>>

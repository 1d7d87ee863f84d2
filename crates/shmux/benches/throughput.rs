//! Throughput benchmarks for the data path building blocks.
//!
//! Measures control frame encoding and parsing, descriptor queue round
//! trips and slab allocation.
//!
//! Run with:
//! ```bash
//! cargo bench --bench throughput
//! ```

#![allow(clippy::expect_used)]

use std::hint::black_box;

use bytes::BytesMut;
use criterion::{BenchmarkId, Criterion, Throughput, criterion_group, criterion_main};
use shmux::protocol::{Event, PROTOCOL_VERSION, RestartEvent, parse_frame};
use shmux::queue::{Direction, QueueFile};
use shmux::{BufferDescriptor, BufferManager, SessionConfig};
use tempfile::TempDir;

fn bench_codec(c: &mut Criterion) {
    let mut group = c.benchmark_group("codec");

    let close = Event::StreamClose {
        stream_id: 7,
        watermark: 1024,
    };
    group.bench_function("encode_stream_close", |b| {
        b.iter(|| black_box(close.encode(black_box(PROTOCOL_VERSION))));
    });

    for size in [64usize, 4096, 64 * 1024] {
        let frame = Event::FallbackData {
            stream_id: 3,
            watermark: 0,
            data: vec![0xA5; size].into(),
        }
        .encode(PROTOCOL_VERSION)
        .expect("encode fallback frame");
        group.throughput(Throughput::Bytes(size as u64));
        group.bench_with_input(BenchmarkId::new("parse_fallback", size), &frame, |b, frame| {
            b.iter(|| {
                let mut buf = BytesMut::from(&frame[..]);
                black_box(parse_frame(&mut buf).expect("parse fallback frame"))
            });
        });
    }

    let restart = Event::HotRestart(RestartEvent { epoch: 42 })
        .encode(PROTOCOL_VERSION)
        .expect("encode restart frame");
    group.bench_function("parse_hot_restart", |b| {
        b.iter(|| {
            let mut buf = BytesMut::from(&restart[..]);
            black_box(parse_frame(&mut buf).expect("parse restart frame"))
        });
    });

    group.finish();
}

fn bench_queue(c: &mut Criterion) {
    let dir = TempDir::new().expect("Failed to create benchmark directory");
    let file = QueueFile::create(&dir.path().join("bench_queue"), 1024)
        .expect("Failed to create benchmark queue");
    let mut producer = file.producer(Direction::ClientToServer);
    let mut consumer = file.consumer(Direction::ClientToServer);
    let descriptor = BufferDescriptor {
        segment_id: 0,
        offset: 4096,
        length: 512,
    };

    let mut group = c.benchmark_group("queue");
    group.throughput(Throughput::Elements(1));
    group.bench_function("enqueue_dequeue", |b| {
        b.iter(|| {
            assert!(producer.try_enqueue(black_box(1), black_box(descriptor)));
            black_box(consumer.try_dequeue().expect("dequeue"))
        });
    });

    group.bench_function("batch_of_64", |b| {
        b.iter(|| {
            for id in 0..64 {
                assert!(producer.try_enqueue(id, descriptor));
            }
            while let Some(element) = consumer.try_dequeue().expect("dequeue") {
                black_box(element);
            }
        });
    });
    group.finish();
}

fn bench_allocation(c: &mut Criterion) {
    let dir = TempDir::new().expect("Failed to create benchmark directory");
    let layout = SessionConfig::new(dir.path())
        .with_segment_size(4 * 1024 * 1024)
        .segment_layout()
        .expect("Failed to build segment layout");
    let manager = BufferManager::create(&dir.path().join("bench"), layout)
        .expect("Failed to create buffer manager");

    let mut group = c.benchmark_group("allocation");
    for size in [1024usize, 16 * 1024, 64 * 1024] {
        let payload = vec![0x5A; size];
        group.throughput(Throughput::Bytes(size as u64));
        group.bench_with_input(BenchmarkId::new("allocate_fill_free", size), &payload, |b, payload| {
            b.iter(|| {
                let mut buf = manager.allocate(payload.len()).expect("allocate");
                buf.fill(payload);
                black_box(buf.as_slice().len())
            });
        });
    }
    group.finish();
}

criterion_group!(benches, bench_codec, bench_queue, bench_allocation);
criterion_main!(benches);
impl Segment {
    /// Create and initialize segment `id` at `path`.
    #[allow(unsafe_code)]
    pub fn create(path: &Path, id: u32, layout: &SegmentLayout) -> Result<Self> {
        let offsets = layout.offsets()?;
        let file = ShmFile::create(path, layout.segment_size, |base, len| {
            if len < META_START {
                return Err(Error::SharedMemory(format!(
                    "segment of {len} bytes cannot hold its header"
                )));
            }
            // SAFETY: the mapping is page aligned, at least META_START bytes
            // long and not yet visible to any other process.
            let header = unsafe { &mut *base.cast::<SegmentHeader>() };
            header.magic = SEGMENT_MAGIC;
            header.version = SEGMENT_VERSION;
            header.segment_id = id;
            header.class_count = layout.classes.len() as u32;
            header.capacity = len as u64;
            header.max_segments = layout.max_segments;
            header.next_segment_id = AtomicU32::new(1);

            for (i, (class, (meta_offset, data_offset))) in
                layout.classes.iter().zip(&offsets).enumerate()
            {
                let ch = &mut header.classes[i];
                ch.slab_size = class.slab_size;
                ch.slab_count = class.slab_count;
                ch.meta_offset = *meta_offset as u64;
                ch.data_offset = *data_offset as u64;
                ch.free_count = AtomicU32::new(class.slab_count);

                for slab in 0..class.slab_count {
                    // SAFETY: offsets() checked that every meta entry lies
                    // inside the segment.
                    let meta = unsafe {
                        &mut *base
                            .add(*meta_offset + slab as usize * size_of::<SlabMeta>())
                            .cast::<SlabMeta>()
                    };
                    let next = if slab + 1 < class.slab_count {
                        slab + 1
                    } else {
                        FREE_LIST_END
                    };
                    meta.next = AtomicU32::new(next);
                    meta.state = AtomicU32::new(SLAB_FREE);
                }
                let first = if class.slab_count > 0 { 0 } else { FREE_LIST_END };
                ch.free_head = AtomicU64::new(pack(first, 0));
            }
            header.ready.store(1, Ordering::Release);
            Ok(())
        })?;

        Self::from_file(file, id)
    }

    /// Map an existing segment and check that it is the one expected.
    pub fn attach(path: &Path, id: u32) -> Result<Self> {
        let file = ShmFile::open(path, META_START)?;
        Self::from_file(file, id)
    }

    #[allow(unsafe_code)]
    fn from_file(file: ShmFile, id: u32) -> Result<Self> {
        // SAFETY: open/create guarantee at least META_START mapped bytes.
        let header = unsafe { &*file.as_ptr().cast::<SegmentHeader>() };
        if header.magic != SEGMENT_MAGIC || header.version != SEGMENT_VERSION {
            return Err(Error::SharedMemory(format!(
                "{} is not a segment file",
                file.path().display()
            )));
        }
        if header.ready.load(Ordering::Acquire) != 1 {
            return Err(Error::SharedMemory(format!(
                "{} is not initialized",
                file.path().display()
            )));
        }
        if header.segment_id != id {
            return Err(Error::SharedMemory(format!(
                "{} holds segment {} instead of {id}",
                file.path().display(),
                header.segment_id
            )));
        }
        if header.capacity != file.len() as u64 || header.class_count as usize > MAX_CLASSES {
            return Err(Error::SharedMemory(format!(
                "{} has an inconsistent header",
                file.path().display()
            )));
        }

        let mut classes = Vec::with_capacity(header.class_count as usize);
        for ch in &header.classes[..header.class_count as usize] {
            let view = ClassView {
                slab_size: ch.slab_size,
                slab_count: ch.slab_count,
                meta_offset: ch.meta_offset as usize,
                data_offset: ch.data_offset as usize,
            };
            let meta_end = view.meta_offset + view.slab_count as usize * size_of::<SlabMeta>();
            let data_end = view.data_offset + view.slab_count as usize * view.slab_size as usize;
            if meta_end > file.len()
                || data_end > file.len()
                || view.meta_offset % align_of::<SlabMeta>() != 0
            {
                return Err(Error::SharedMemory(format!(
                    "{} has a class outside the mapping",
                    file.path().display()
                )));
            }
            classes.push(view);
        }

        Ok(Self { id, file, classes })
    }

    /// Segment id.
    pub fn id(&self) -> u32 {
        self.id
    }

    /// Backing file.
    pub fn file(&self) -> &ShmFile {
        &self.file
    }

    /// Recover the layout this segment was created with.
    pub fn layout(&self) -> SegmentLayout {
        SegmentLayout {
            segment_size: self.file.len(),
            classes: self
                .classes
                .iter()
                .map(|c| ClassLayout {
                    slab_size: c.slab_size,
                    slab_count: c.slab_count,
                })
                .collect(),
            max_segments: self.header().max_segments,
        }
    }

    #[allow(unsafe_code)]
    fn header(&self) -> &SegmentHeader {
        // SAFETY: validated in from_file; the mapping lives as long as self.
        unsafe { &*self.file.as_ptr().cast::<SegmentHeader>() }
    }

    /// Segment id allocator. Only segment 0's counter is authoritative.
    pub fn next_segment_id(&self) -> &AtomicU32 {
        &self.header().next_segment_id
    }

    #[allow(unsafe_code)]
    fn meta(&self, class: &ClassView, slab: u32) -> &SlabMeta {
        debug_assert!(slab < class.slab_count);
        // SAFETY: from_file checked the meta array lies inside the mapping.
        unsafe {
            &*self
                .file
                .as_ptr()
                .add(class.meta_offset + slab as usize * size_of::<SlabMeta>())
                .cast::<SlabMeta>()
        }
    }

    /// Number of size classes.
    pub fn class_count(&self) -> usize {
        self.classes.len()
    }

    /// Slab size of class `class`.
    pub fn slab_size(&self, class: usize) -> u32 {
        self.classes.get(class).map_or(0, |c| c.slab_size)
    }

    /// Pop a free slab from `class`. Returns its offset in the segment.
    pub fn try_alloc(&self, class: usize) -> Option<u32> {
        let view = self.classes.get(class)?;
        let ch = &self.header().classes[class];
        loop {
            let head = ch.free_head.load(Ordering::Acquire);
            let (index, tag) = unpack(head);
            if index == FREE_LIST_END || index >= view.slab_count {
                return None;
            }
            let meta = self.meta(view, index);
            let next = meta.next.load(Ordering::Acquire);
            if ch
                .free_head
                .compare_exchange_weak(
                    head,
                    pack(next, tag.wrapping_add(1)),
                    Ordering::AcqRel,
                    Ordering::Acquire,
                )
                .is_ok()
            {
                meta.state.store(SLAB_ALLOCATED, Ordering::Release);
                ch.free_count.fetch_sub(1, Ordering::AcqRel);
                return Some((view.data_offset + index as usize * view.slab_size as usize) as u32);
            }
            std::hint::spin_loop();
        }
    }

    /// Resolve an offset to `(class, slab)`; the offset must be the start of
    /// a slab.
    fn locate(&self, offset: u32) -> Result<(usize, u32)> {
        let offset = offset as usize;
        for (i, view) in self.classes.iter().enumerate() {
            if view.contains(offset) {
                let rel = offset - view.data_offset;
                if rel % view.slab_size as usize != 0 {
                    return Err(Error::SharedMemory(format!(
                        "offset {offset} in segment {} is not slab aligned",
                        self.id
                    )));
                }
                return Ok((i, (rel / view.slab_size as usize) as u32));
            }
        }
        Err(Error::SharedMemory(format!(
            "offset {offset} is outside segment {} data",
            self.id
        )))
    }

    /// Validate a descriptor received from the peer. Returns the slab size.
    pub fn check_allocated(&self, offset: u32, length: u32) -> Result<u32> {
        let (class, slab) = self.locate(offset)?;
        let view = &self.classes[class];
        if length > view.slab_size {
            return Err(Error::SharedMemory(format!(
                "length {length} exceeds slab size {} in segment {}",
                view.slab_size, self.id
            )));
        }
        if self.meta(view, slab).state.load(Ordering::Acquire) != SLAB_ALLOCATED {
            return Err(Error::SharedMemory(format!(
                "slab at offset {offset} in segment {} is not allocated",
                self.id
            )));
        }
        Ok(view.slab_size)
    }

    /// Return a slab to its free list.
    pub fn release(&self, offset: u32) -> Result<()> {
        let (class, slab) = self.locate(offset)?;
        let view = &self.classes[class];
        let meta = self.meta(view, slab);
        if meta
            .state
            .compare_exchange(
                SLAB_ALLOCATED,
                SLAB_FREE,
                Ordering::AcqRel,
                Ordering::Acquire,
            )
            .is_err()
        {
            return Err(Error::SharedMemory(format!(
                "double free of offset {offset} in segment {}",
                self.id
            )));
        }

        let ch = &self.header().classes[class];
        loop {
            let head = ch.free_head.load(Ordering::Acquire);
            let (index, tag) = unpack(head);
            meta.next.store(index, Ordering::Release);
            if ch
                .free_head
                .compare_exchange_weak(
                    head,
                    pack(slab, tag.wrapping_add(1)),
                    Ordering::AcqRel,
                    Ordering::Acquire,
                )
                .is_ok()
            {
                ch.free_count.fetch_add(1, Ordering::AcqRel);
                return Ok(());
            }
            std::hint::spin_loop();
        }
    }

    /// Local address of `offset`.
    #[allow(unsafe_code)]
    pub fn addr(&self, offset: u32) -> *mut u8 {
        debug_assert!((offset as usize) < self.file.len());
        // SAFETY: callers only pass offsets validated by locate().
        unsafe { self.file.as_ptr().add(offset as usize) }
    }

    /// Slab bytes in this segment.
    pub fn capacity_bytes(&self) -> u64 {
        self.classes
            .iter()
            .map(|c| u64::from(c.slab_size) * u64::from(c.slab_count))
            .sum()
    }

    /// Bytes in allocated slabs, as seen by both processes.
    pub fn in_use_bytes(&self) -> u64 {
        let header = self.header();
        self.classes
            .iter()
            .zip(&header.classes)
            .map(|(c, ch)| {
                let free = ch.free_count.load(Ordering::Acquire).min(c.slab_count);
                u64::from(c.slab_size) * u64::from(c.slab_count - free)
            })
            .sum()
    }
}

<<
>>

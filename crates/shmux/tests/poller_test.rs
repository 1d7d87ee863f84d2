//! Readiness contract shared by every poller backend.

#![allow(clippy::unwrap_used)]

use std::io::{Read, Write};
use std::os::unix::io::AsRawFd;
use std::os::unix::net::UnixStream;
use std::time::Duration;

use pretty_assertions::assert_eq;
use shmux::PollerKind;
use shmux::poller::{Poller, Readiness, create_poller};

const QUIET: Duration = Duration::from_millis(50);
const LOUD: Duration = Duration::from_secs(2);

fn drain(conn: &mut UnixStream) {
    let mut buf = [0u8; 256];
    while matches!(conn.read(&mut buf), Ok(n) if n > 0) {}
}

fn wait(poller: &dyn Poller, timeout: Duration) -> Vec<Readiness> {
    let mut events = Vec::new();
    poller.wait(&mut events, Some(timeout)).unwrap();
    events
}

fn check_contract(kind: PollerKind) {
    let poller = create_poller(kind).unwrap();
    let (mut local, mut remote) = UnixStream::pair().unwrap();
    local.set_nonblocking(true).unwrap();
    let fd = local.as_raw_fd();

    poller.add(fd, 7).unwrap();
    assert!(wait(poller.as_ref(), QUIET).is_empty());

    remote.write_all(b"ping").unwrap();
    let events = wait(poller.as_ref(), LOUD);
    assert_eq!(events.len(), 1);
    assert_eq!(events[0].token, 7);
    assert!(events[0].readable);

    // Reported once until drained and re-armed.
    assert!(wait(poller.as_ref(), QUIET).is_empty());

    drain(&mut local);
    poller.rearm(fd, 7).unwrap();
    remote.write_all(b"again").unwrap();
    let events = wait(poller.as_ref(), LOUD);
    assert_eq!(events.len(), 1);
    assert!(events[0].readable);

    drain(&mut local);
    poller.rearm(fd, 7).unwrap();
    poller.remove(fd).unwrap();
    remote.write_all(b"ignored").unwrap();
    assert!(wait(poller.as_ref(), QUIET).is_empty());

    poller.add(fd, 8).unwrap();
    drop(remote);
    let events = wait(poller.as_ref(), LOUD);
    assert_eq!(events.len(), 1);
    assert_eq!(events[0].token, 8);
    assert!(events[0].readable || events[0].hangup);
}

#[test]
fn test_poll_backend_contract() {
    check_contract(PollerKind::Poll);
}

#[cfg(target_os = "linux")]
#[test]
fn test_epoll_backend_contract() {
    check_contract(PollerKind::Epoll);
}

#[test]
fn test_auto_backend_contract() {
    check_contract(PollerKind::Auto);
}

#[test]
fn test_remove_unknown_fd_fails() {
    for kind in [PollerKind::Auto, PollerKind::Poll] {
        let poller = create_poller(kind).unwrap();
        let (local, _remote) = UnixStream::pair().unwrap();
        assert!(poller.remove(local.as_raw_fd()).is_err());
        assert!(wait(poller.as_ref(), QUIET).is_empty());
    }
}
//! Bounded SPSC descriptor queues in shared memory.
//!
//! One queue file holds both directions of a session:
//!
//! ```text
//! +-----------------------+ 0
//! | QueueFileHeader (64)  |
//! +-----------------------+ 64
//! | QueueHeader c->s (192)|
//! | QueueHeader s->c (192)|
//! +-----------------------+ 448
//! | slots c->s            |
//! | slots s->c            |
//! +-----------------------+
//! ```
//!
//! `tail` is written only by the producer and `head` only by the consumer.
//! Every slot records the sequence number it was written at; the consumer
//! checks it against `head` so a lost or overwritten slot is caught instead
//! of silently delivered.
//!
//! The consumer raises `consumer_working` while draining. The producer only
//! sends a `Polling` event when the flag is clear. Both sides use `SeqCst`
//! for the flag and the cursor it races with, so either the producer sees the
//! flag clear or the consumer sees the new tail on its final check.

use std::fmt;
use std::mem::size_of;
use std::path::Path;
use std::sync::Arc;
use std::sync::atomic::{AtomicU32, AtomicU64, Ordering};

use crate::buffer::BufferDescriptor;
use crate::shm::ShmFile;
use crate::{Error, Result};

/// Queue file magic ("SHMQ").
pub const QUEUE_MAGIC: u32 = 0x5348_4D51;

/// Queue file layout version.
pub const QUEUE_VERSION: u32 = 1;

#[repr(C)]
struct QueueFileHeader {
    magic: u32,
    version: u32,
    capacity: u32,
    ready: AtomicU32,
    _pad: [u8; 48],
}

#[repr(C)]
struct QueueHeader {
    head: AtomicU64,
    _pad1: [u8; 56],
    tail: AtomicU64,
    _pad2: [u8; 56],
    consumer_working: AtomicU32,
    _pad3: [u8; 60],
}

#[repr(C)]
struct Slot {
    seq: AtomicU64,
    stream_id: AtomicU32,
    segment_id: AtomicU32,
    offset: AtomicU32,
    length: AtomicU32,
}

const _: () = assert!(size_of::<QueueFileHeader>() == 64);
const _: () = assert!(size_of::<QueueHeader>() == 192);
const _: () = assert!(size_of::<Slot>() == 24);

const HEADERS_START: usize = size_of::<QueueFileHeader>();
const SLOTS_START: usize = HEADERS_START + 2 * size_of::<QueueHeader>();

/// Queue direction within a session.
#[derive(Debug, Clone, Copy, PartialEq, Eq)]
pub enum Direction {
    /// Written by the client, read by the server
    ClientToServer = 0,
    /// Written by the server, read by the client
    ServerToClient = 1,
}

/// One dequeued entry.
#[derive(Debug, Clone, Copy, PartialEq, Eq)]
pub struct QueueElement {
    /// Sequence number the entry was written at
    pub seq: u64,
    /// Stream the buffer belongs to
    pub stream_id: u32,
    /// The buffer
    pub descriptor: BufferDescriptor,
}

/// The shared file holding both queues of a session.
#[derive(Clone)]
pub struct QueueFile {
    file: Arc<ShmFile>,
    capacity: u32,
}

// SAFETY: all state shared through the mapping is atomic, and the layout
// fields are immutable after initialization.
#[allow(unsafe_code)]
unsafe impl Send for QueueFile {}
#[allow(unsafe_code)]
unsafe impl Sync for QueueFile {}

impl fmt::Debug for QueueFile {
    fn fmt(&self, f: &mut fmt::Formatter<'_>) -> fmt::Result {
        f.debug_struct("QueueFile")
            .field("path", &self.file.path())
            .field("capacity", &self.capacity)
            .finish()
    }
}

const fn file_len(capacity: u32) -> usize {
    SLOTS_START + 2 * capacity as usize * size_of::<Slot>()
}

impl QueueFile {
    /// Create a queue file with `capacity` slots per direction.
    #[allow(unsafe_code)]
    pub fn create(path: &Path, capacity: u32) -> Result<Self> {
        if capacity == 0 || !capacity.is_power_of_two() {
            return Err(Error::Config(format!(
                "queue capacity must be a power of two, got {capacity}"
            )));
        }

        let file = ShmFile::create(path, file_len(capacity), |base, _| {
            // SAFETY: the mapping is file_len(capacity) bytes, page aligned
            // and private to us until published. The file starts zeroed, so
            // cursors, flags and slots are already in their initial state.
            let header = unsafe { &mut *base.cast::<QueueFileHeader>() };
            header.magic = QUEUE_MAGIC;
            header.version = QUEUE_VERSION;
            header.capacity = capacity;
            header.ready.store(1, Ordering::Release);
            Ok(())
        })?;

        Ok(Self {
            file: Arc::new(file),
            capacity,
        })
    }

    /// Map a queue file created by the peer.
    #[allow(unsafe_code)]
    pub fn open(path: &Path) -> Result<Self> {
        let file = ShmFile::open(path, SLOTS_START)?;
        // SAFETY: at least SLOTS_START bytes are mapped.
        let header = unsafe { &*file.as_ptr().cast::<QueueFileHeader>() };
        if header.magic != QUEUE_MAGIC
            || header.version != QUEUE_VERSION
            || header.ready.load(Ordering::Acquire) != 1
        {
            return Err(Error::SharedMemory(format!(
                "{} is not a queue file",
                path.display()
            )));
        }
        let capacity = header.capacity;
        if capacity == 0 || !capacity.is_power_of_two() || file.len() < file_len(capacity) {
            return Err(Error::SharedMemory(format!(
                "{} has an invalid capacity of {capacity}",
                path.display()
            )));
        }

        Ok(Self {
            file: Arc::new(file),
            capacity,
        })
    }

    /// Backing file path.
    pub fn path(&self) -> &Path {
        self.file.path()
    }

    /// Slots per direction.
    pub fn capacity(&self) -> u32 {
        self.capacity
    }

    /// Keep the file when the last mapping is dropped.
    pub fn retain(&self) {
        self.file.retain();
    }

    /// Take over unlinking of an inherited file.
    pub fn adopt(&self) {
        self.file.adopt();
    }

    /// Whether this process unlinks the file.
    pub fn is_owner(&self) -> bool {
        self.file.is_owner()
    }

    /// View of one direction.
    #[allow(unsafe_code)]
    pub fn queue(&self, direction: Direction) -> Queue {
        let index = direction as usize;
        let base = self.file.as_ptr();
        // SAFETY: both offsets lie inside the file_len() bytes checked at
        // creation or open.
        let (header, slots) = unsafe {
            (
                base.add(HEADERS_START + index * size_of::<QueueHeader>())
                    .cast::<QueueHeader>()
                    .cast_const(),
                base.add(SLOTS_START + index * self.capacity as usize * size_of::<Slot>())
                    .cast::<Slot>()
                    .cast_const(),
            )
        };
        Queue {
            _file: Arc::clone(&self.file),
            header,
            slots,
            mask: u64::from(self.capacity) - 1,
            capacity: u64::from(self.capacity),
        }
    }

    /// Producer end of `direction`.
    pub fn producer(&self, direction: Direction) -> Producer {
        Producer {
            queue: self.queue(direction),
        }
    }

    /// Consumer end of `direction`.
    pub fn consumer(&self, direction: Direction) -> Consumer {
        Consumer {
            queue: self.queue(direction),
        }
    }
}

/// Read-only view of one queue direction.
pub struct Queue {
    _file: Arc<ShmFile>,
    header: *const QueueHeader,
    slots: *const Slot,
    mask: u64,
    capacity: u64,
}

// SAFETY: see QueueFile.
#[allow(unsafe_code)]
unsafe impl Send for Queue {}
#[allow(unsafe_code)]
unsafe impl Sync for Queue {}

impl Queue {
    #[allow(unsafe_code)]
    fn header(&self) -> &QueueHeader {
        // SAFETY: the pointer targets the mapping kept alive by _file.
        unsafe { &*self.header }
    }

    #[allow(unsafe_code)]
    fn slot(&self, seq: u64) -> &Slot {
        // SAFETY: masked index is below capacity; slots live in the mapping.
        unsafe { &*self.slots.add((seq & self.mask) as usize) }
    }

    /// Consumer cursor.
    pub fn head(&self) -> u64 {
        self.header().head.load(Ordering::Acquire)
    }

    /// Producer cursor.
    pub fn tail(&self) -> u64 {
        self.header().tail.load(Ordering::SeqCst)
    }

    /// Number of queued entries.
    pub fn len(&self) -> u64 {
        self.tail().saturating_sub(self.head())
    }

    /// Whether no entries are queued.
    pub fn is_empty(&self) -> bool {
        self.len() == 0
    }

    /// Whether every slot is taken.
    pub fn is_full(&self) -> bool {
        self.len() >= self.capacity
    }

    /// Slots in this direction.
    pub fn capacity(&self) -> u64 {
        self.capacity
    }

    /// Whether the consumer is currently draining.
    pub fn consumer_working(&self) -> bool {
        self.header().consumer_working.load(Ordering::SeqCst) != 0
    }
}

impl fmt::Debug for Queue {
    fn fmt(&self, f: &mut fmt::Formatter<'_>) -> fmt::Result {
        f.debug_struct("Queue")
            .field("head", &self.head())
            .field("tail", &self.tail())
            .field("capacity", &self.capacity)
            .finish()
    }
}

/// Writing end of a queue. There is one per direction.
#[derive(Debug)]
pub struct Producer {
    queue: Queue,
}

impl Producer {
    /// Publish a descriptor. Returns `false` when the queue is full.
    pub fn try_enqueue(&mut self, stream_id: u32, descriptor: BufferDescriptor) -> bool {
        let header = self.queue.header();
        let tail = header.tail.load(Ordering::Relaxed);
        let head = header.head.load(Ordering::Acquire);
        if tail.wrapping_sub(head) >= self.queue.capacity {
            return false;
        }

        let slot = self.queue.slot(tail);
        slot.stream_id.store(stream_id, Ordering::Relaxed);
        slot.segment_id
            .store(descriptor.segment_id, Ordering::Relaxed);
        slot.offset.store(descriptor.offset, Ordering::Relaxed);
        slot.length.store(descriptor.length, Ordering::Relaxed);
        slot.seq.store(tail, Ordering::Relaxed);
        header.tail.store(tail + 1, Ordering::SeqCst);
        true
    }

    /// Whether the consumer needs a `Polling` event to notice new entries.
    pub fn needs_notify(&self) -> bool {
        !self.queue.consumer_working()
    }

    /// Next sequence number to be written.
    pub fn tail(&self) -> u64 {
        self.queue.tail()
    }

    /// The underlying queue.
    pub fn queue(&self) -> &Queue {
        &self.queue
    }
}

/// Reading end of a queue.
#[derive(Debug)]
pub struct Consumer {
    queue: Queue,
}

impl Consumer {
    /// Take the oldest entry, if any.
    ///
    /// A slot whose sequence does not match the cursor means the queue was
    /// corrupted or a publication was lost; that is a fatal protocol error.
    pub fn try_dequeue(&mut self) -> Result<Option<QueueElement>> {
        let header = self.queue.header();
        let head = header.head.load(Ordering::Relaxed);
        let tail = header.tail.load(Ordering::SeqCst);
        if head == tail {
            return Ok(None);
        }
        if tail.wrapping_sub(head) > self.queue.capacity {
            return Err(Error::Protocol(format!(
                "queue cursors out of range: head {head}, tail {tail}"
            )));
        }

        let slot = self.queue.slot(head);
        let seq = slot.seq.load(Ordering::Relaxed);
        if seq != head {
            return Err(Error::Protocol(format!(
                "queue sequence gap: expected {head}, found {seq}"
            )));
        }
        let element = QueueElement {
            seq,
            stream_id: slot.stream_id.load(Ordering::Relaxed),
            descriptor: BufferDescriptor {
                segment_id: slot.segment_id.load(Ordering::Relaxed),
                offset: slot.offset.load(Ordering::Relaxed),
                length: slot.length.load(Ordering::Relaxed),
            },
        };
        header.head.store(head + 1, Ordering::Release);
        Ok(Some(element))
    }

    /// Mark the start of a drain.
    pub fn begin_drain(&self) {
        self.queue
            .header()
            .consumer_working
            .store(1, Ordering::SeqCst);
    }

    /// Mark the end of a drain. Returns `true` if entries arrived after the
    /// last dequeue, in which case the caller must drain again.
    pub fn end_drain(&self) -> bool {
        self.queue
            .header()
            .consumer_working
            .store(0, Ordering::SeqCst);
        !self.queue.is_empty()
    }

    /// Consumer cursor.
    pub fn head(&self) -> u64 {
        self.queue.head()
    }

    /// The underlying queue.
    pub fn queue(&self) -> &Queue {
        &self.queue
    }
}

<<

**WHAT THE EXERCISE ASKS**
Every line of the records that includes the word "page" should be gathered.

**WORKED SOLUTION**
            // SAFETY: the mapping is page aligned, at least META_START bytes
            // SAFETY: the mapping is file_len(capacity) bytes, page aligned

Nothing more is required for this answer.